## Requirement
Look through the entries below and say how many lines contain the string "core". Give the number only.

## Data to use
* * * * * * *
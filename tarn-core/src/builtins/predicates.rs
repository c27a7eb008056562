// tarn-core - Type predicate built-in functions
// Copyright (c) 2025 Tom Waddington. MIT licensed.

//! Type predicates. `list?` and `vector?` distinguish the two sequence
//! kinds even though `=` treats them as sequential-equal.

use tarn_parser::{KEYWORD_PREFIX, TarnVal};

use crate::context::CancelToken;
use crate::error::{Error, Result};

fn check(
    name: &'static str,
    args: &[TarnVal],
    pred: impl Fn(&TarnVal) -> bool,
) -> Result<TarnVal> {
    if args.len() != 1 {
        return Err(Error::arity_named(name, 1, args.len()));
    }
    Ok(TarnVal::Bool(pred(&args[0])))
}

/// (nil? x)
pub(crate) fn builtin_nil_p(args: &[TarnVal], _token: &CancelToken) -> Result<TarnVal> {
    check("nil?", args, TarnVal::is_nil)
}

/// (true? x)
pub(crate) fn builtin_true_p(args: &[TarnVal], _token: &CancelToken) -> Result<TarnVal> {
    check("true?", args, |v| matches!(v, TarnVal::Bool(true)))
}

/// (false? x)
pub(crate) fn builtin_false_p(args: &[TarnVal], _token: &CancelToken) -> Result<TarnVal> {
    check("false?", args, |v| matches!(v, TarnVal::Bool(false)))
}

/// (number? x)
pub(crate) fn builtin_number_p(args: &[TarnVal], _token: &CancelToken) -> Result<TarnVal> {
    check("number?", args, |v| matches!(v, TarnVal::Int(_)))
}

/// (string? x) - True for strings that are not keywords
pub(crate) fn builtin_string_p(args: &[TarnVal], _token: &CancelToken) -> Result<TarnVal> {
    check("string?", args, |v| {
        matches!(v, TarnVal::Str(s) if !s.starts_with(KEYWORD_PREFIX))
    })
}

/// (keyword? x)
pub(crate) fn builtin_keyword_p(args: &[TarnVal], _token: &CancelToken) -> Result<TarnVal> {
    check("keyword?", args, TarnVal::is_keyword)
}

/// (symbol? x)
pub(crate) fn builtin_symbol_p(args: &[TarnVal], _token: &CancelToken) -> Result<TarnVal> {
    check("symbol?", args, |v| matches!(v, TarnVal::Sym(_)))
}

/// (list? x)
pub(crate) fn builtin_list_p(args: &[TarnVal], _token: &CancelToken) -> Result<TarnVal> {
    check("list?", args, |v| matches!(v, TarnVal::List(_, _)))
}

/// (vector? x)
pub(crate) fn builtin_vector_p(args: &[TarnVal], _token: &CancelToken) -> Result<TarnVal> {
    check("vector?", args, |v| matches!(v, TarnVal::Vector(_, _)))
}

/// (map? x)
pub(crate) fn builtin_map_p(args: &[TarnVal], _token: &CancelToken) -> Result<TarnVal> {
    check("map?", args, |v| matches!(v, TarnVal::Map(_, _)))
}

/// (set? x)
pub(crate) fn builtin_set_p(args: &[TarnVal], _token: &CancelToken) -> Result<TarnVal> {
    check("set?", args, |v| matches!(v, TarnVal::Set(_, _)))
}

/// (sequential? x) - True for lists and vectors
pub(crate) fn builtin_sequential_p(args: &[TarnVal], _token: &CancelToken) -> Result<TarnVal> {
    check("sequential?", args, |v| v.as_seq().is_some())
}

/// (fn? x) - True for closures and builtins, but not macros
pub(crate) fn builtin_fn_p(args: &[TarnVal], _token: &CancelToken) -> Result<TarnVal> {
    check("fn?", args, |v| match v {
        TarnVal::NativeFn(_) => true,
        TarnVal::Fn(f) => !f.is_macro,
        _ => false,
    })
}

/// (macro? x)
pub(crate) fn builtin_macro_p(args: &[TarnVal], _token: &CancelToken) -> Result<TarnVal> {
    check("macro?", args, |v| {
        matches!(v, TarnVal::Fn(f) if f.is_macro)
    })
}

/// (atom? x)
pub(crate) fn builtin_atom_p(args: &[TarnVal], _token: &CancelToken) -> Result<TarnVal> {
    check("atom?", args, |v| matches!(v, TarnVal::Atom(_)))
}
* * * * * * *
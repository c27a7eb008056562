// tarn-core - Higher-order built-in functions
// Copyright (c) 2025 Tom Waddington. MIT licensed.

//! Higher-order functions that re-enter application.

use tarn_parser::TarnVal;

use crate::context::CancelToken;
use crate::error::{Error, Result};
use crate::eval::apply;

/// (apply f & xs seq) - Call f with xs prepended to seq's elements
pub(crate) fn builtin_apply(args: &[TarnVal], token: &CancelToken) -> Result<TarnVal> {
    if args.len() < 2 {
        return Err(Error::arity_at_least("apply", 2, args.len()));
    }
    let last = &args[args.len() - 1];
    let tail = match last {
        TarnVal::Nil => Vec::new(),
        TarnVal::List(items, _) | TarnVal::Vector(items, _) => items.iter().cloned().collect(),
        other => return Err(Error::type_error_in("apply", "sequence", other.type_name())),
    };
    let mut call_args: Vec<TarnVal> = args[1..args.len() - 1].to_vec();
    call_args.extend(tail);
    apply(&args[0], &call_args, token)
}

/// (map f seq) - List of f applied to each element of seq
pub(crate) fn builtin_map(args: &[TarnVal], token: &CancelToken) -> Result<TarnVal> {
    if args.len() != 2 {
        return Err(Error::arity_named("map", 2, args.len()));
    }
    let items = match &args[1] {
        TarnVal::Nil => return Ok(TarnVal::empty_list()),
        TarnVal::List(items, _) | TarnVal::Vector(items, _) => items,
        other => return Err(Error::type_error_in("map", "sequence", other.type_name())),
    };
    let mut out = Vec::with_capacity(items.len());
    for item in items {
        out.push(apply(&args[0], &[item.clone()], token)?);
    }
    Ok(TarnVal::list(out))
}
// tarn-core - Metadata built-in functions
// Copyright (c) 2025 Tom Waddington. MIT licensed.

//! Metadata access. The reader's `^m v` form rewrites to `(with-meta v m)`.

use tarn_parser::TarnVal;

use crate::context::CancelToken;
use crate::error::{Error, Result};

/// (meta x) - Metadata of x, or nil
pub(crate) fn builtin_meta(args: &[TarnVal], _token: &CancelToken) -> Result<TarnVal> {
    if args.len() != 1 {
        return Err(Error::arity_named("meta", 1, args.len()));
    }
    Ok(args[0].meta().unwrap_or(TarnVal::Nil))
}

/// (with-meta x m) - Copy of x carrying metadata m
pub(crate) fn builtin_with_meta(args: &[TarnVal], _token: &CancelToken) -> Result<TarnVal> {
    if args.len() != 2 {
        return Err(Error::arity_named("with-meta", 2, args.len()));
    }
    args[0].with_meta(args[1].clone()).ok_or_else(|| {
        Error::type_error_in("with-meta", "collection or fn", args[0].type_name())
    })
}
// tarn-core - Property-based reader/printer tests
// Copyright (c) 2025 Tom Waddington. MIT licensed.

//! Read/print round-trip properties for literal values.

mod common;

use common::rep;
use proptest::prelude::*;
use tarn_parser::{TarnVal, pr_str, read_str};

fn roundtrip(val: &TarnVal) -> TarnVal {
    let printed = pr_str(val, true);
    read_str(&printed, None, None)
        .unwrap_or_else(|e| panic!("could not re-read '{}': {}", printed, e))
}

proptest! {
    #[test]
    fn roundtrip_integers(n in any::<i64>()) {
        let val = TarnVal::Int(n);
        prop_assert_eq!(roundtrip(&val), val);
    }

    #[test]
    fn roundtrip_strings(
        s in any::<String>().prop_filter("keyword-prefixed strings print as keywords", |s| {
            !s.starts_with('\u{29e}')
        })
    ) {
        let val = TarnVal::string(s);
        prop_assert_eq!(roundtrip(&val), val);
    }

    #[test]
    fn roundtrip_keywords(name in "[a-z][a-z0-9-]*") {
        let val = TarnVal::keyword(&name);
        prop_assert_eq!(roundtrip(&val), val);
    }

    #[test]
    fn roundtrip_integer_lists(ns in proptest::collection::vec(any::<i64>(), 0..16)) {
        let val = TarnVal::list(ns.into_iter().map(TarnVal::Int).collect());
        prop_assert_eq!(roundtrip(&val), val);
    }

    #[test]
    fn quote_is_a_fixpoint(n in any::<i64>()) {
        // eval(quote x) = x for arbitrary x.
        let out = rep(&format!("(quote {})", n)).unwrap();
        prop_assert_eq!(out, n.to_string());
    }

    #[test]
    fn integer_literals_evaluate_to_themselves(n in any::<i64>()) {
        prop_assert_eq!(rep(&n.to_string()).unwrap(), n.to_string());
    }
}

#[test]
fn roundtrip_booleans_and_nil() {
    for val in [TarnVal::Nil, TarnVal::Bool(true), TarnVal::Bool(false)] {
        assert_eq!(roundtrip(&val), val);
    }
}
* * * * * * *
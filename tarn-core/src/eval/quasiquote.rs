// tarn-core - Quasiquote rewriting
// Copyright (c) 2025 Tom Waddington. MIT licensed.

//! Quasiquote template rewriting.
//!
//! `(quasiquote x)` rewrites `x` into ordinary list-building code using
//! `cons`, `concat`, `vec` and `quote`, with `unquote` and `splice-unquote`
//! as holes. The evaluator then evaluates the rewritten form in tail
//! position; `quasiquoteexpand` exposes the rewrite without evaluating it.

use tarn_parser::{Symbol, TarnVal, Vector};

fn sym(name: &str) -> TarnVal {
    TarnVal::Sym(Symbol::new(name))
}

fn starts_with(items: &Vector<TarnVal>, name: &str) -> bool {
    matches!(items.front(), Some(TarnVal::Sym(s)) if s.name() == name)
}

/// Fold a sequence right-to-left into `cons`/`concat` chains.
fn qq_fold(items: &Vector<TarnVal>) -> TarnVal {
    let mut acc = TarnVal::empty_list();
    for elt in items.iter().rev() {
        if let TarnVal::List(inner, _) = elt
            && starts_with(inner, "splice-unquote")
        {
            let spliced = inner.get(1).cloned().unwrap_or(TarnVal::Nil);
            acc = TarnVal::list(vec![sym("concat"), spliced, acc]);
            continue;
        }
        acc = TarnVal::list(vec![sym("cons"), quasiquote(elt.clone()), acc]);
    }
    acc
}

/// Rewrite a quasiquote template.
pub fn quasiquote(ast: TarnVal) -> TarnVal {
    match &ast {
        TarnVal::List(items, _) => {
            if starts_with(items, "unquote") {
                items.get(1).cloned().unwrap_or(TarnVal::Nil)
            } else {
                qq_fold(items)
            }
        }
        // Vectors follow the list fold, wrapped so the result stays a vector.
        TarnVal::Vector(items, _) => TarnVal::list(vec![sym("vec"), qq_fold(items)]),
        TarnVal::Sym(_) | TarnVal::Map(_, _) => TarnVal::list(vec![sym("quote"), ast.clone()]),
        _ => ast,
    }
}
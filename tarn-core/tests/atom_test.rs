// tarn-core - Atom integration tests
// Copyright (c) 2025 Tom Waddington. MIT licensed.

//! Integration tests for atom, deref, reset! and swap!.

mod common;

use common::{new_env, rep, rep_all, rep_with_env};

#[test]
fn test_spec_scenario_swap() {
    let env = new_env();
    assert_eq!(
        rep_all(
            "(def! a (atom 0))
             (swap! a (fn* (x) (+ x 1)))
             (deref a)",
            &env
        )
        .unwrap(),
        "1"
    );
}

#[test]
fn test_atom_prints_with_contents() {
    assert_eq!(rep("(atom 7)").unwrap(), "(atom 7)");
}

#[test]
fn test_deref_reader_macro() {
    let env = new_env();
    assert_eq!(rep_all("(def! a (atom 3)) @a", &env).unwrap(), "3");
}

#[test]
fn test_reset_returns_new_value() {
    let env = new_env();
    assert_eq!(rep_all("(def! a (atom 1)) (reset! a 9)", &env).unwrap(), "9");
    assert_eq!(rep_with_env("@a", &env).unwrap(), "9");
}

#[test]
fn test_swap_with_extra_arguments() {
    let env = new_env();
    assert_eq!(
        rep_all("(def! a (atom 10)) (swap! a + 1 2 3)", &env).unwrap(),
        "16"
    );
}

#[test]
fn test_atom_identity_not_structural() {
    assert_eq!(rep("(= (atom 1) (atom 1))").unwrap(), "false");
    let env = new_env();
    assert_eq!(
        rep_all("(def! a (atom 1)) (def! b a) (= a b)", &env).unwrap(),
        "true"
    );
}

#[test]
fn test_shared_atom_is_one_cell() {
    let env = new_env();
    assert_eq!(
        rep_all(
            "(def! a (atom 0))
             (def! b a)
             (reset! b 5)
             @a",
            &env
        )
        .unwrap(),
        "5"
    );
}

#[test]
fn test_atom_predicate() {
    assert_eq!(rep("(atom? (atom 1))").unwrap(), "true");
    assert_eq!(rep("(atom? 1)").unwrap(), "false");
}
* * * * * * *
## Task output
9